WHAT YOU SHOULD DO: Every entry in the data below needs to be repeated exactly.

Stored items:
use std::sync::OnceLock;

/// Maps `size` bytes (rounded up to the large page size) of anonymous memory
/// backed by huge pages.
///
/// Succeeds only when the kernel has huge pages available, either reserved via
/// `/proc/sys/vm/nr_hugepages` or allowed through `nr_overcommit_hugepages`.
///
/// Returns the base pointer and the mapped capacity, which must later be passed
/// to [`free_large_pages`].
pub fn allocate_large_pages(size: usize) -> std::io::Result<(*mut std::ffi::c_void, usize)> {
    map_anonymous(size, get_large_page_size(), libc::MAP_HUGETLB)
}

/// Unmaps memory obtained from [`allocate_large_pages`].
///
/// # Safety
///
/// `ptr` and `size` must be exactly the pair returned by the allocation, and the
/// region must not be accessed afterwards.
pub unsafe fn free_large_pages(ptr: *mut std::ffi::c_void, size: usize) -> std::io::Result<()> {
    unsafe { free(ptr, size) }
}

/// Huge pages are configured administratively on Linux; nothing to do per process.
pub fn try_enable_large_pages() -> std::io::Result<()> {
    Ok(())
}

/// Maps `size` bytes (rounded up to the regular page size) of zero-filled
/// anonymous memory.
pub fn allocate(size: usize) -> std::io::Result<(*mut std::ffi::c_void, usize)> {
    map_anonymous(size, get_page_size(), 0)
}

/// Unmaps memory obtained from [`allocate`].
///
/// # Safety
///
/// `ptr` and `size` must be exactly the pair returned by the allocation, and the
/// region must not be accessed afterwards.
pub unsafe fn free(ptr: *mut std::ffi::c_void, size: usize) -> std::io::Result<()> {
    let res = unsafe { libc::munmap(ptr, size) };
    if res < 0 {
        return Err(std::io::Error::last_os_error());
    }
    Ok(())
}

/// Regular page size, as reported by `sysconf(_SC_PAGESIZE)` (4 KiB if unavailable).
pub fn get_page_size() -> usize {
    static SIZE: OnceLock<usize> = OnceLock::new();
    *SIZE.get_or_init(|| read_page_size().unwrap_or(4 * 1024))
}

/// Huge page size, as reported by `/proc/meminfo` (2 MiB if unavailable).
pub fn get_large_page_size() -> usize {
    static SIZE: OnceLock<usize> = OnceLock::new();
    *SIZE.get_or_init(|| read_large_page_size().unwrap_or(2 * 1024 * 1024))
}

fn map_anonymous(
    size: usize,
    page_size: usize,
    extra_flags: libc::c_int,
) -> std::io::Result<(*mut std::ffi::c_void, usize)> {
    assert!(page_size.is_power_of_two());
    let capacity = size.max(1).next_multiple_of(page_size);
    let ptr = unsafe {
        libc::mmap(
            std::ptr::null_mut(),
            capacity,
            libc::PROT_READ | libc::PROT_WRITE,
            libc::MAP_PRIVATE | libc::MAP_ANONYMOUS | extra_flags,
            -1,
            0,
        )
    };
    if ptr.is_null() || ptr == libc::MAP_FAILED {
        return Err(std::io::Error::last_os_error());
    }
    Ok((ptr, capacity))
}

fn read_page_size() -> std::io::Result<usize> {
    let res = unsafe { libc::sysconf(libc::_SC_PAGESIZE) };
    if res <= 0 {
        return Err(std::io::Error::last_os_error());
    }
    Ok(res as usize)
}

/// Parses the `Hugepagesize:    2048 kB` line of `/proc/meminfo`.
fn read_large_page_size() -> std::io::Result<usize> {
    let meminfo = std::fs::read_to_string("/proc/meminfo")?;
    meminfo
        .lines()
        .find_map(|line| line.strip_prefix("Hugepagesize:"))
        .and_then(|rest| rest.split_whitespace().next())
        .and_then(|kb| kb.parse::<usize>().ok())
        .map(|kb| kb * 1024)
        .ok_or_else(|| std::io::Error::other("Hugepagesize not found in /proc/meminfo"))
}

SOLUTION BELOW:
use std::sync::OnceLock;

/// Maps `size` bytes (rounded up to the large page size) of anonymous memory
/// backed by huge pages.
///
/// Succeeds only when the kernel has huge pages available, either reserved via
/// `/proc/sys/vm/nr_hugepages` or allowed through `nr_overcommit_hugepages`.
///
/// Returns the base pointer and the mapped capacity, which must later be passed
/// to [`free_large_pages`].
pub fn allocate_large_pages(size: usize) -> std::io::Result<(*mut std::ffi::c_void, usize)> {
    map_anonymous(size, get_large_page_size(), libc::MAP_HUGETLB)
}

/// Unmaps memory obtained from [`allocate_large_pages`].
///
/// # Safety
///
/// `ptr` and `size` must be exactly the pair returned by the allocation, and the
/// region must not be accessed afterwards.
pub unsafe fn free_large_pages(ptr: *mut std::ffi::c_void, size: usize) -> std::io::Result<()> {
    unsafe { free(ptr, size) }
}

/// Huge pages are configured administratively on Linux; nothing to do per process.
pub fn try_enable_large_pages() -> std::io::Result<()> {
    Ok(())
}

/// Maps `size` bytes (rounded up to the regular page size) of zero-filled
/// anonymous memory.
pub fn allocate(size: usize) -> std::io::Result<(*mut std::ffi::c_void, usize)> {
    map_anonymous(size, get_page_size(), 0)
}

/// Unmaps memory obtained from [`allocate`].
///
/// # Safety
///
/// `ptr` and `size` must be exactly the pair returned by the allocation, and the
/// region must not be accessed afterwards.
pub unsafe fn free(ptr: *mut std::ffi::c_void, size: usize) -> std::io::Result<()> {
    let res = unsafe { libc::munmap(ptr, size) };
    if res < 0 {
        return Err(std::io::Error::last_os_error());
    }
    Ok(())
}

/// Regular page size, as reported by `sysconf(_SC_PAGESIZE)` (4 KiB if unavailable).
pub fn get_page_size() -> usize {
    static SIZE: OnceLock<usize> = OnceLock::new();
    *SIZE.get_or_init(|| read_page_size().unwrap_or(4 * 1024))
}

/// Huge page size, as reported by `/proc/meminfo` (2 MiB if unavailable).
pub fn get_large_page_size() -> usize {
    static SIZE: OnceLock<usize> = OnceLock::new();
    *SIZE.get_or_init(|| read_large_page_size().unwrap_or(2 * 1024 * 1024))
}

fn map_anonymous(
    size: usize,
    page_size: usize,
    extra_flags: libc::c_int,
) -> std::io::Result<(*mut std::ffi::c_void, usize)> {
    assert!(page_size.is_power_of_two());
    let capacity = size.max(1).next_multiple_of(page_size);
    let ptr = unsafe {
        libc::mmap(
            std::ptr::null_mut(),
            capacity,
            libc::PROT_READ | libc::PROT_WRITE,
            libc::MAP_PRIVATE | libc::MAP_ANONYMOUS | extra_flags,
            -1,
            0,
        )
    };
    if ptr.is_null() || ptr == libc::MAP_FAILED {
        return Err(std::io::Error::last_os_error());
    }
    Ok((ptr, capacity))
}

fn read_page_size() -> std::io::Result<usize> {
    let res = unsafe { libc::sysconf(libc::_SC_PAGESIZE) };
    if res <= 0 {
        return Err(std::io::Error::last_os_error());
    }
    Ok(res as usize)
}

/// Parses the `Hugepagesize:    2048 kB` line of `/proc/meminfo`.
fn read_large_page_size() -> std::io::Result<usize> {
    let meminfo = std::fs::read_to_string("/proc/meminfo")?;
    meminfo
        .lines()
        .find_map(|line| line.strip_prefix("Hugepagesize:"))
        .and_then(|rest| rest.split_whitespace().next())
        .and_then(|kb| kb.parse::<usize>().ok())
        .map(|kb| kb * 1024)
        .ok_or_else(|| std::io::Error::other("Hugepagesize not found in /proc/meminfo"))
}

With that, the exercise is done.